This advice-column-style blog for SLPs was authored by Pam Marshalla from 2006 to 2015, the archives of which can be explored here. Use the extensive keywords list found in the right-hand column (on mobile: at the bottom of the page) to browse specific topics, or use the search feature to locate specific words or phrases throughout the entire blog.
Retroflex L (“Glottal” Back-Tongue /L/)
By Pam Marshalla
Q: My client is having trouble with L. When he makes his L it sounds as though he is forming some type of constriction in the far back of his mouth. It almost sounds like a glottal stop, but it is not that far back. He can hear the error but cannot change it.
This has been called a “Retroflex L”. It means that the client is lifting the back of his tongue instead of the tip of his tongue for L. When you try to get him to lift the tip, he can, but he is lifting the back at the same time.
The way I work on this is to have the child practice vowel “Ah” a few times during which I teach him to make the oral-pharyngeal space very large and open and round… An operatic “Ah”, if you will.

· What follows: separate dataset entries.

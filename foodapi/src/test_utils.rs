//! Test utilities shared by the unit and integration tests.

use crate::auth::password::Argon2Params;
use crate::config::{Config, PoolSettings};
use crate::db::{
    handlers::{Repository, Users},
    models::users::{UserCreateDBRequest, UserDBResponse},
};
use crate::{AppState, BackgroundServices};
use axum_test::TestServer;
use sqlx::PgPool;

pub async fn create_test_app(pool: PgPool) -> (TestServer, BackgroundServices) {
    create_test_app_with_config(pool, create_test_config()).await
}

pub async fn create_test_app_with_config(pool: PgPool, config: Config) -> (TestServer, BackgroundServices) {
    let app = crate::Application::new_with_pool(config, Some(pool))
        .await
        .expect("Failed to create application");

    app.into_test_server()
}

pub fn create_test_config() -> Config {
    // Samples written by tests land in a per-process temp directory
    let static_dir = std::env::temp_dir().join(format!("foodapi-test-static-{}", std::process::id()));

    let mut config = Config {
        static_dir,
        ..Default::default()
    };
    config.database.pool = PoolSettings {
        max_connections: 4,
        min_connections: 0,
        ..Default::default()
    };
    config.port = 0;
    config.admin_password = None;

    let params = fast_argon2_params();
    config.auth.password.argon2_memory_kib = params.memory_kib;
    config.auth.password.argon2_iterations = params.iterations;
    config.auth.password.argon2_parallelism = params.parallelism;

    config
}

/// Minimal Argon2 cost so hashing does not dominate test time
pub fn fast_argon2_params() -> Argon2Params {
    Argon2Params {
        memory_kib: 128,
        iterations: 1,
        parallelism: 1,
    }
}

pub async fn create_test_app_state(pool: PgPool, config: Config) -> AppState {
    crate::migrator().run(&pool).await.expect("Failed to run migrations");
    AppState::builder().db(pool).config(config).build()
}

/// Create an active user with the given credentials
pub async fn create_test_user(pool: &PgPool, email: &str, password: &str) -> UserDBResponse {
    let mut conn = pool.acquire().await.expect("Failed to acquire connection");
    let (first_name, _) = email.split_once('@').unwrap_or((email, ""));

    Users::new(&mut conn)
        .create(&UserCreateDBRequest {
            email: email.to_string(),
            first_name: first_name.to_string(),
            last_name: "Tester".to_string(),
            password: password.to_string(),
            active: true,
            argon2_params: fast_argon2_params(),
        })
        .await
        .expect("Failed to create test user")
}

/// Log in through the API and return the plaintext bearer token
pub async fn login_token(server: &TestServer, email: &str, password: &str) -> String {
    let response = server
        .post("/users/login")
        .json(&serde_json::json!({ "email": email, "password": password }))
        .await;
    response.assert_status_ok();

    let body: serde_json::Value = response.json();
    body["data"]["token"]["token"]
        .as_str()
        .expect("login response carries a token")
        .to_string()
}

/// Make every insert into `foods_tastes` fail until [`thaw_taste_links`] is called
pub async fn freeze_taste_links(pool: &PgPool) {
    sqlx::query(
        r#"
        CREATE OR REPLACE FUNCTION reject_taste_links() RETURNS trigger AS $$
        BEGIN
            RAISE EXCEPTION 'taste links are frozen';
        END
        $$ LANGUAGE plpgsql
        "#,
    )
    .execute(pool)
    .await
    .expect("Failed to create trigger function");

    sqlx::query("CREATE TRIGGER freeze_taste_links BEFORE INSERT ON foods_tastes FOR EACH ROW EXECUTE FUNCTION reject_taste_links()")
        .execute(pool)
        .await
        .expect("Failed to create trigger");
}

pub async fn thaw_taste_links(pool: &PgPool) {
    sqlx::query("DROP TRIGGER freeze_taste_links ON foods_tastes")
        .execute(pool)
        .await
        .expect("Failed to drop trigger");
}
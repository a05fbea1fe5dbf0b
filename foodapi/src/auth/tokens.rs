//! Session token generation and hashing.
//!
//! A token's plaintext is 32 bytes from the OS-seeded CSPRNG, encoded as base64url without
//! padding. Only the SHA-256 digest of that string is ever persisted or compared.

use std::time::Duration;

use base64::{Engine as _, engine::general_purpose};
use chrono::Utc;
use rand::prelude::RngExt;
use rand::rng;
use sha2::{Digest, Sha256};

use crate::db::models::tokens::NewToken;
use crate::errors::Error;
use crate::types::UserId;

/// Number of random bytes behind each token
pub const TOKEN_BYTES: usize = 32;

/// Generate a fresh random token plaintext
pub fn generate_plaintext() -> String {
    let mut token_bytes = [0u8; TOKEN_BYTES];
    rng().fill(&mut token_bytes);

    general_purpose::URL_SAFE_NO_PAD.encode(token_bytes)
}

/// The digest stored for, and looked up by, a token plaintext
pub fn hash_token(plaintext: &str) -> Vec<u8> {
    Sha256::digest(plaintext.as_bytes()).to_vec()
}

/// Generate a token for `user_id` expiring `ttl` from now. Nothing is persisted.
pub fn generate_token(user_id: UserId, ttl: Duration) -> Result<NewToken, Error> {
    let ttl = chrono::Duration::from_std(ttl).map_err(|e| Error::Internal {
        operation: format!("convert token ttl: {e}"),
    })?;
    let expiry = Utc::now().checked_add_signed(ttl).ok_or_else(|| Error::Internal {
        operation: "compute token expiry".to_string(),
    })?;

    let plaintext = generate_plaintext();
    let token_hash = hash_token(&plaintext);

    Ok(NewToken {
        user_id,
        plaintext,
        token_hash,
        expiry,
    })
}

/// Pull the token out of an `Authorization` header value.
///
/// Requires the exact `Bearer ` prefix followed by a non-empty token.
pub fn parse_bearer(header: &str) -> Option<&str> {
    match header.strip_prefix("Bearer ") {
        Some(token) if !token.is_empty() => Some(token),
        _ => None,
    }
}

#[cfg(test)]
mod tests {
    use super::*;

    #[test]
    fn test_generate_plaintext() {
        let token1 = generate_plaintext();
        let token2 = generate_plaintext();

        // Tokens should be different
        assert_ne!(token1, token2);

        // Tokens should be base64url encoded (43 chars for 32 bytes)
        assert_eq!(token1.len(), 43);

        // Should only contain base64url characters, without padding
        assert!(token1.chars().all(|c| c.is_ascii_alphanumeric() || c == '-' || c == '_'));
        assert!(!token1.contains('='));
    }

    #[test]
    fn test_hash_token_is_sha256_of_plaintext() {
        let digest = hash_token("abc");
        assert_eq!(digest.len(), 32);
        // Well-known SHA-256("abc") prefix
        assert_eq!(&digest[..4], &[0xba, 0x78, 0x16, 0xbf]);
        assert_eq!(hash_token("abc"), digest);
        assert_ne!(hash_token("abd"), digest);
    }

    #[test]
    fn test_generate_token() {
        let before = Utc::now();
        let token = generate_token(7, Duration::from_secs(24 * 60 * 60)).unwrap();

        assert_eq!(token.user_id, 7);
        assert_eq!(token.token_hash, hash_token(&token.plaintext));
        assert!(token.expiry >= before + chrono::Duration::hours(24));
        assert!(token.expiry <= Utc::now() + chrono::Duration::hours(24));
    }

    #[test]
    fn test_parse_bearer() {
        assert_eq!(parse_bearer("Bearer abc"), Some("abc"));
        assert_eq!(parse_bearer("Bearer "), None);
        assert_eq!(parse_bearer("bearer abc"), None);
        assert_eq!(parse_bearer("Basic abc"), None);
        assert_eq!(parse_bearer("abc"), None);
        assert_eq!(parse_bearer(""), None);
    }
}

Then tell him to keep saying “Ah” as he lifts the tip to the alveolus. If he keeps saying AH, he’ll be forced to abandon his tongue-back lifting action.
Other methods to teach a client to lower the back of the tongue include the following:
- Have the client yawn while watching in a mirror. Have him observe how the back of the tongue goes down when he yawns. Help him take voluntary control of the movement. (This is a basic Van Riper technique.)
- Have the client gag while watching in a mirror. Have him observe how the back of the tongue goes down when he gags. Help him take voluntary control of the movement. (This is a basic Marshalla technique.)
- Have the client hold the base of his tongue with his hand. Teach him to voluntarily pull down the base of the tongue and lower the hyoid bone. (This is a basic traditional technique.)
Tom Brokaw, among others, has a retroflex /l/. It drives me nuts.
Ira Glass of This American Life has it as well.
If the retroflex /l/ is not distorted, wouldn’t it be considered as appropriate an articulatory movement as a lifted tongue tip? In some cases perhaps it demonstrates the principle of physiological economy?